▸ ABOUT THIS EXERCISE
Your answer should repeat every record verbatim.

▸ EXCERPTED DATA
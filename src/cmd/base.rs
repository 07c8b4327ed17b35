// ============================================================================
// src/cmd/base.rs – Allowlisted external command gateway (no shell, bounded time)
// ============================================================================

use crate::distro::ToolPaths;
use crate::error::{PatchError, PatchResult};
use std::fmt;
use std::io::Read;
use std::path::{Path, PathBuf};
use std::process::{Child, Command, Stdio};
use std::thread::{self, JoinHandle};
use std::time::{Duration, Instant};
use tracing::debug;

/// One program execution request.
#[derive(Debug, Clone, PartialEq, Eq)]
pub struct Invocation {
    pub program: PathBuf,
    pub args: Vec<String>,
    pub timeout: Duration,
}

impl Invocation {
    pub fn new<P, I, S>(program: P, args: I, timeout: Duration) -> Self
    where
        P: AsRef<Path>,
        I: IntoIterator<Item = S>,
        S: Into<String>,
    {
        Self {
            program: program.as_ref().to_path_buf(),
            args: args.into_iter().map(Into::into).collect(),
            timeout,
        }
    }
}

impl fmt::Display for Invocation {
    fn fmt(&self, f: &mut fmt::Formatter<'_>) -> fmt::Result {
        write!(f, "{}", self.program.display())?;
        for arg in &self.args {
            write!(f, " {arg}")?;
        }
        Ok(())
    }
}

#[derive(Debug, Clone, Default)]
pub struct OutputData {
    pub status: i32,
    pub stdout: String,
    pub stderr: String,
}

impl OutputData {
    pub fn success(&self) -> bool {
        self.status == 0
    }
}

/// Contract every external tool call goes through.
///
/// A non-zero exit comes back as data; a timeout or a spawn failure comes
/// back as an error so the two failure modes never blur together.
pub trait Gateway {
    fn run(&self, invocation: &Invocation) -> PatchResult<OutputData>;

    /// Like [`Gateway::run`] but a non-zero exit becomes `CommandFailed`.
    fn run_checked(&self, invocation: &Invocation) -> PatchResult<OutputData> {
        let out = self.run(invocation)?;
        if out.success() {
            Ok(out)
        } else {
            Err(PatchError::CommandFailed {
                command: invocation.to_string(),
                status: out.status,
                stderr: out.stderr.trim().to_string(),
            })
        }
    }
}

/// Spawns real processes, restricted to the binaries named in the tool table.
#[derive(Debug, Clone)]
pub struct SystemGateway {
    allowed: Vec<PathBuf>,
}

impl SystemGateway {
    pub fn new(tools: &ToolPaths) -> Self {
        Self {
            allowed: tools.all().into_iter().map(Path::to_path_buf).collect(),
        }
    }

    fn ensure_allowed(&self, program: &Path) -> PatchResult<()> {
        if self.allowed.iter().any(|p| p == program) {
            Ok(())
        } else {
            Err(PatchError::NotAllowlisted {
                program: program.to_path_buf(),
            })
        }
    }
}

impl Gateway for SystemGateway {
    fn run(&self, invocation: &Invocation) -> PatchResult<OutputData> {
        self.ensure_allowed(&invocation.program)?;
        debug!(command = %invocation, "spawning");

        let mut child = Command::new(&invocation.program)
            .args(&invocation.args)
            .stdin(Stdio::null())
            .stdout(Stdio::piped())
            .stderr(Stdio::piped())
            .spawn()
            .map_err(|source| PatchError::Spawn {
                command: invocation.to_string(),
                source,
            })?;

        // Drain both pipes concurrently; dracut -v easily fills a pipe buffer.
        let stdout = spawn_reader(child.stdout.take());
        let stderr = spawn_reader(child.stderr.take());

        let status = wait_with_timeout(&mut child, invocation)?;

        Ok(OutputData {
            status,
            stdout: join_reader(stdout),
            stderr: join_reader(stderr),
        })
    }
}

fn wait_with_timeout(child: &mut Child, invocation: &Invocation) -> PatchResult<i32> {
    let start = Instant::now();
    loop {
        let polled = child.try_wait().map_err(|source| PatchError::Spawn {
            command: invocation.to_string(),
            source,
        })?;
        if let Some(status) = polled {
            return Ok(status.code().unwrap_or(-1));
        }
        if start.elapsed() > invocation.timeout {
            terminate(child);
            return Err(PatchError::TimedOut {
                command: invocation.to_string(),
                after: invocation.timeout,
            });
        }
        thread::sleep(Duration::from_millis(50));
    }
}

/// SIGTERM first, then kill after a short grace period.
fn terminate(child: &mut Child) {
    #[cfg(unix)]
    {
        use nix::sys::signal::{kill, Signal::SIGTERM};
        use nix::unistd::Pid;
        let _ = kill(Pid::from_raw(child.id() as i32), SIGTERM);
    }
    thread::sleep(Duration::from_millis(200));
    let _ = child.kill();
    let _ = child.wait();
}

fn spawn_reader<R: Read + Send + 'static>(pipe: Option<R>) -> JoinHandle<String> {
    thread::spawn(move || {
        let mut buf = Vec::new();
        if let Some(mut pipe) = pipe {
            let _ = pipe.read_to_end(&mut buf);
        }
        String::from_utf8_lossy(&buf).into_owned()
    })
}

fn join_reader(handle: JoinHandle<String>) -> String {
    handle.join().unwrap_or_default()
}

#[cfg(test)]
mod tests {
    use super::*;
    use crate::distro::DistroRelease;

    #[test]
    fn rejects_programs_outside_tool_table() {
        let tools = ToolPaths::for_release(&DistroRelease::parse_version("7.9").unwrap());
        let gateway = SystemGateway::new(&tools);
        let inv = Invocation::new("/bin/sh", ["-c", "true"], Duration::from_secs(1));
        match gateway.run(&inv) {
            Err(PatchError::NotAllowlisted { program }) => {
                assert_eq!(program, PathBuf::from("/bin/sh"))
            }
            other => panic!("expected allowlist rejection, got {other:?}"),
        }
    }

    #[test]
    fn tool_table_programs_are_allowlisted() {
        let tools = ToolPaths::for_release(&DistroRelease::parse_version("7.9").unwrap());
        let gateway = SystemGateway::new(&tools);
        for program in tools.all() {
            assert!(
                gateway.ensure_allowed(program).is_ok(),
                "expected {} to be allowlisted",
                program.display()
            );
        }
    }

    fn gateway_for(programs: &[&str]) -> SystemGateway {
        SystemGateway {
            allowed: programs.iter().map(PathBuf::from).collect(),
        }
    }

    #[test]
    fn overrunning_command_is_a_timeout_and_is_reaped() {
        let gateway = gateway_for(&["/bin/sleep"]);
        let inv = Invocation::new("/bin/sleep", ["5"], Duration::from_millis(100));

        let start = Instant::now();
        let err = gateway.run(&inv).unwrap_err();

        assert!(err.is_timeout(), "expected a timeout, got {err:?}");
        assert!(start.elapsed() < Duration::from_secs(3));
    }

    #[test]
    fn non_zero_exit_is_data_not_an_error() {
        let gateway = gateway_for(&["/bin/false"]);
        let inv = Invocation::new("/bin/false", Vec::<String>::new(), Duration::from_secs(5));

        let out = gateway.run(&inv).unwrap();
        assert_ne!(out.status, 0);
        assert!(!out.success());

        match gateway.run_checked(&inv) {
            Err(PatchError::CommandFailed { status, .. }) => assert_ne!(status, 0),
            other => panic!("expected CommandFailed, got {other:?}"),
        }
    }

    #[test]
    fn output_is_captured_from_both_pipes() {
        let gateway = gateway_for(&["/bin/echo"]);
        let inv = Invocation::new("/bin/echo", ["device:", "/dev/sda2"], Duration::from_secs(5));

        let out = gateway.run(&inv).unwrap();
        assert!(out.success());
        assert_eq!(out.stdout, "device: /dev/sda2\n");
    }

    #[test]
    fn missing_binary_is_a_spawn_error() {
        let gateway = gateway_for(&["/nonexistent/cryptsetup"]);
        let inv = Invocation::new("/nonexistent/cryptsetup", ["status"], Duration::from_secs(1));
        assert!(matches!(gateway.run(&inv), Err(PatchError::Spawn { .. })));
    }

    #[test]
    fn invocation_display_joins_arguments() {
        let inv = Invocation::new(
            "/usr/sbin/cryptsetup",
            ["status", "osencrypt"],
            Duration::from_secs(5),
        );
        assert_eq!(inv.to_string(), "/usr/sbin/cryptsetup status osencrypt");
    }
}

▸ SOLVED EXERCISE
filename src/cmd/base.rs
repository 07c8b4327ed17b35
// ============================================================================
// src/cmd/base.rs – Allowlisted external command gateway (no shell, bounded time)
// ============================================================================

use crate::distro::ToolPaths;
use crate::error::{PatchError, PatchResult};
use std::fmt;
use std::io::Read;
use std::path::{Path, PathBuf};
use std::process::{Child, Command, Stdio};
use std::thread::{self, JoinHandle};
use std::time::{Duration, Instant};
use tracing::debug;

/// One program execution request.
#[derive(Debug, Clone, PartialEq, Eq)]
pub struct Invocation {
    pub program: PathBuf,
    pub args: Vec<String>,
    pub timeout: Duration,
}

impl Invocation {
    pub fn new<P, I, S>(program: P, args: I, timeout: Duration) -> Self
    where
        P: AsRef<Path>,
        I: IntoIterator<Item = S>,
        S: Into<String>,
    {
        Self {
            program: program.as_ref().to_path_buf(),
            args: args.into_iter().map(Into::into).collect(),
            timeout,
        }
    }
}

impl fmt::Display for Invocation {
    fn fmt(&self, f: &mut fmt::Formatter<'_>) -> fmt::Result {
        write!(f, "{}", self.program.display())?;
        for arg in &self.args {
            write!(f, " {arg}")?;
        }
        Ok(())
    }
}

#[derive(Debug, Clone, Default)]
pub struct OutputData {
    pub status: i32,
    pub stdout: String,
    pub stderr: String,
}

impl OutputData {
    pub fn success(&self) -> bool {
        self.status == 0
    }
}

/// Contract every external tool call goes through.
///
/// A non-zero exit comes back as data; a timeout or a spawn failure comes
/// back as an error so the two failure modes never blur together.
pub trait Gateway {
    fn run(&self, invocation: &Invocation) -> PatchResult<OutputData>;

    /// Like [`Gateway::run`] but a non-zero exit becomes `CommandFailed`.
    fn run_checked(&self, invocation: &Invocation) -> PatchResult<OutputData> {
        let out = self.run(invocation)?;
        if out.success() {
            Ok(out)
        } else {
            Err(PatchError::CommandFailed {
                command: invocation.to_string(),
                status: out.status,
                stderr: out.stderr.trim().to_string(),
            })
        }
    }
}

/// Spawns real processes, restricted to the binaries named in the tool table.
#[derive(Debug, Clone)]
pub struct SystemGateway {
    allowed: Vec<PathBuf>,
}

impl SystemGateway {
    pub fn new(tools: &ToolPaths) -> Self {
        Self {
            allowed: tools.all().into_iter().map(Path::to_path_buf).collect(),
        }
    }

    fn ensure_allowed(&self, program: &Path) -> PatchResult<()> {
        if self.allowed.iter().any(|p| p == program) {
            Ok(())
        } else {
            Err(PatchError::NotAllowlisted {
                program: program.to_path_buf(),
            })
        }
    }
}

impl Gateway for SystemGateway {
    fn run(&self, invocation: &Invocation) -> PatchResult<OutputData> {
        self.ensure_allowed(&invocation.program)?;
        debug!(command = %invocation, "spawning");

        let mut child = Command::new(&invocation.program)
            .args(&invocation.args)
            .stdin(Stdio::null())
            .stdout(Stdio::piped())
            .stderr(Stdio::piped())
            .spawn()
            .map_err(|source| PatchError::Spawn {
                command: invocation.to_string(),
                source,
            })?;

        // Drain both pipes concurrently; dracut -v easily fills a pipe buffer.
        let stdout = spawn_reader(child.stdout.take());
        let stderr = spawn_reader(child.stderr.take());

        let status = wait_with_timeout(&mut child, invocation)?;

        Ok(OutputData {
            status,
            stdout: join_reader(stdout),
            stderr: join_reader(stderr),
        })
    }
}

fn wait_with_timeout(child: &mut Child, invocation: &Invocation) -> PatchResult<i32> {
    let start = Instant::now();
    loop {
        let polled = child.try_wait().map_err(|source| PatchError::Spawn {
            command: invocation.to_string(),
            source,
        })?;
        if let Some(status) = polled {
            return Ok(status.code().unwrap_or(-1));
        }
        if start.elapsed() > invocation.timeout {
            terminate(child);
            return Err(PatchError::TimedOut {
                command: invocation.to_string(),
                after: invocation.timeout,
            });
        }
        thread::sleep(Duration::from_millis(50));
    }
}

/// SIGTERM first, then kill after a short grace period.
fn terminate(child: &mut Child) {
    #[cfg(unix)]
    {
        use nix::sys::signal::{kill, Signal::SIGTERM};
        use nix::unistd::Pid;
        let _ = kill(Pid::from_raw(child.id() as i32), SIGTERM);
    }
    thread::sleep(Duration::from_millis(200));
    let _ = child.kill();
    let _ = child.wait();
}

fn spawn_reader<R: Read + Send + 'static>(pipe: Option<R>) -> JoinHandle<String> {
    thread::spawn(move || {
        let mut buf = Vec::new();
        if let Some(mut pipe) = pipe {
            let _ = pipe.read_to_end(&mut buf);
        }
        String::from_utf8_lossy(&buf).into_owned()
    })
}

fn join_reader(handle: JoinHandle<String>) -> String {
    handle.join().unwrap_or_default()
}

#[cfg(test)]
mod tests {
    use super::*;
    use crate::distro::DistroRelease;

    #[test]
    fn rejects_programs_outside_tool_table() {
        let tools = ToolPaths::for_release(&DistroRelease::parse_version("7.9").unwrap());
        let gateway = SystemGateway::new(&tools);
        let inv = Invocation::new("/bin/sh", ["-c", "true"], Duration::from_secs(1));
        match gateway.run(&inv) {
            Err(PatchError::NotAllowlisted { program }) => {
                assert_eq!(program, PathBuf::from("/bin/sh"))
            }
            other => panic!("expected allowlist rejection, got {other:?}"),
        }
    }

    #[test]
    fn tool_table_programs_are_allowlisted() {
        let tools = ToolPaths::for_release(&DistroRelease::parse_version("7.9").unwrap());
        let gateway = SystemGateway::new(&tools);
        for program in tools.all() {
            assert!(
                gateway.ensure_allowed(program).is_ok(),
                "expected {} to be allowlisted",
                program.display()
            );
        }
    }

    fn gateway_for(programs: &[&str]) -> SystemGateway {
        SystemGateway {
            allowed: programs.iter().map(PathBuf::from).collect(),
        }
    }

    #[test]
    fn overrunning_command_is_a_timeout_and_is_reaped() {
        let gateway = gateway_for(&["/bin/sleep"]);
        let inv = Invocation::new("/bin/sleep", ["5"], Duration::from_millis(100));

        let start = Instant::now();
        let err = gateway.run(&inv).unwrap_err();

        assert!(err.is_timeout(), "expected a timeout, got {err:?}");
        assert!(start.elapsed() < Duration::from_secs(3));
    }

    #[test]
    fn non_zero_exit_is_data_not_an_error() {
        let gateway = gateway_for(&["/bin/false"]);
        let inv = Invocation::new("/bin/false", Vec::<String>::new(), Duration::from_secs(5));

        let out = gateway.run(&inv).unwrap();
        assert_ne!(out.status, 0);
        assert!(!out.success());

        match gateway.run_checked(&inv) {
            Err(PatchError::CommandFailed { status, .. }) => assert_ne!(status, 0),
            other => panic!("expected CommandFailed, got {other:?}"),
        }
    }

    #[test]
    fn output_is_captured_from_both_pipes() {
        let gateway = gateway_for(&["/bin/echo"]);
        let inv = Invocation::new("/bin/echo", ["device:", "/dev/sda2"], Duration::from_secs(5));

        let out = gateway.run(&inv).unwrap();
        assert!(out.success());
        assert_eq!(out.stdout, "device: /dev/sda2\n");
    }

    #[test]
    fn missing_binary_is_a_spawn_error() {
        let gateway = gateway_for(&["/nonexistent/cryptsetup"]);
        let inv = Invocation::new("/nonexistent/cryptsetup", ["status"], Duration::from_secs(1));
        assert!(matches!(gateway.run(&inv), Err(PatchError::Spawn { .. })));
    }

    #[test]
    fn invocation_display_joins_arguments() {
        let inv = Invocation::new(
            "/usr/sbin/cryptsetup",
            ["status", "osencrypt"],
            Duration::from_secs(5),
        );
        assert_eq!(inv.to_string(), "/usr/sbin/cryptsetup status osencrypt");
    }
}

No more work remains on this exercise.